Book review: The Book of Why: The New Science of Cause and Effect (Judea Pearl, Dana Mackenzie)

This is an interesting but annoying book. The basic pattern of the book goes like this:

  1. Scientists used to totally not know anything proper about how to do X or think about X.
  2. But no worries, then I, the Great Pearl (+ students), came along and invented Causal Diagrams and some equations, and now the field has been revolutionized.

The book contains basically no real life applications of these methods, and any working scientist should scoff at this. A particularly concise example toward the end of the book:

Elias Bareinboim [i.e.

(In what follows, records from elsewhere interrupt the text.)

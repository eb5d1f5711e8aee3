//! 토큰화(분절) 결과

use super::{span_text, AnalysisResult, AnalysisUnit, Pos, PosList, ResultView};
use crate::proto::{Segment, SegmentSentence, TokenizeResponse};

/// 토큰화 결과
pub type Tokenized = ResultView<TokenizeResponse>;

/// 분절의 한 글자 분류
#[derive(Debug, Clone, Copy, PartialEq, Eq, Hash)]
pub enum Hint {
    /// 체언 (N)
    Noun,
    /// 용언 (V)
    Predicate,
    /// 부사 (A)
    Adverb,
    /// 기호 (S)
    Symbol,
    /// 관형사 (M)
    Prenoun,
    /// 조사 (J)
    Postposition,
    /// 감탄사 (I)
    Interjection,
    /// 어미 (E)
    Ending,
}

impl Hint {
    pub const ALL: [Hint; 8] = [
        Hint::Noun,
        Hint::Predicate,
        Hint::Adverb,
        Hint::Symbol,
        Hint::Prenoun,
        Hint::Postposition,
        Hint::Interjection,
        Hint::Ending,
    ];

    pub fn as_str(&self) -> &'static str {
        match self {
            Hint::Noun => "N",
            Hint::Predicate => "V",
            Hint::Adverb => "A",
            Hint::Symbol => "S",
            Hint::Prenoun => "M",
            Hint::Postposition => "J",
            Hint::Interjection => "I",
            Hint::Ending => "E",
        }
    }

    pub fn from_letter(letter: &str) -> Option<Self> {
        Self::ALL.into_iter().find(|h| h.as_str() == letter)
    }
}

impl AnalysisResult for TokenizeResponse {
    type Unit = Segment;

    fn tokens(&self) -> impl Iterator<Item = &[Segment]> + '_ {
        self.sentences
            .iter()
            .flat_map(|s| s.tokens.iter())
            .map(|t| t.segments.as_slice())
    }
}

impl AnalysisUnit for Segment {
    type Category = Hint;

    fn text(&self) -> &str {
        span_text(&self.text)
    }

    fn has_category(&self, category: &Hint) -> bool {
        self.hint == category.as_str()
    }

    fn format(&self, join: bool, detail: bool) -> Pos {
        let text = self.text().to_string();
        match (join, detail) {
            (true, true) => Pos::Text(format!("{}/{}", text, self.hint)),
            (false, true) => Pos::Pair(text, self.hint.clone()),
            (_, false) => Pos::Text(text),
        }
    }
}

impl ResultView<TokenizeResponse> {
    pub fn sentences(&self) -> &[SegmentSentence] {
        &self.msg().sentences
    }

    /// 분절 결과
    ///
    /// - `flatten`: false면 어절마다 묶어서 돌려줍니다.
    /// - `join`: `detail`과 함께 true면 `"분절/힌트"` 문자열
    /// - `detail`: true면 힌트를 포함합니다.
    pub fn seg(&self, flatten: bool, join: bool, detail: bool) -> PosList {
        self.structured(flatten, join, detail)
    }

    /// 모든 분절
    pub fn segments(&self) -> Vec<String> {
        self.flatten_units(|s| s.text().to_string())
    }

    /// 체언 추출
    pub fn nouns(&self) -> Vec<String> {
        self.units_by_category(&Hint::Noun)
    }

    /// 용언(동사, 형용사) 추출
    pub fn verbs(&self) -> Vec<String> {
        self.units_by_category(&Hint::Predicate)
    }

    pub fn predicates(&self) -> Vec<String> {
        self.verbs()
    }

    pub fn substantives(&self) -> Vec<String> {
        self.nouns()
    }

    pub fn symbols(&self) -> Vec<String> {
        self.units_by_category(&Hint::Symbol)
    }

    pub fn adverbs(&self) -> Vec<String> {
        self.units_by_category(&Hint::Adverb)
    }

    pub fn prenouns(&self) -> Vec<String> {
        self.units_by_category(&Hint::Prenoun)
    }

    pub fn postpositions(&self) -> Vec<String> {
        self.units_by_category(&Hint::Postposition)
    }

    pub fn interjections(&self) -> Vec<String> {
        self.units_by_category(&Hint::Interjection)
    }

    pub fn endings(&self) -> Vec<String> {
        self.units_by_category(&Hint::Ending)
    }
}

Pearl’s student] has managed to do the same thing for the problem of transportability [Pearl’s term for validity generalization] that Ilya Shpitser did for the problem of interventions. He has developed an algorithm that can automatically determine for you whether the effect you are seeking is transportable, using graphical criteria alone. In other words, it can tell you whether the required separation of S from the do-operators can be accomplished or not.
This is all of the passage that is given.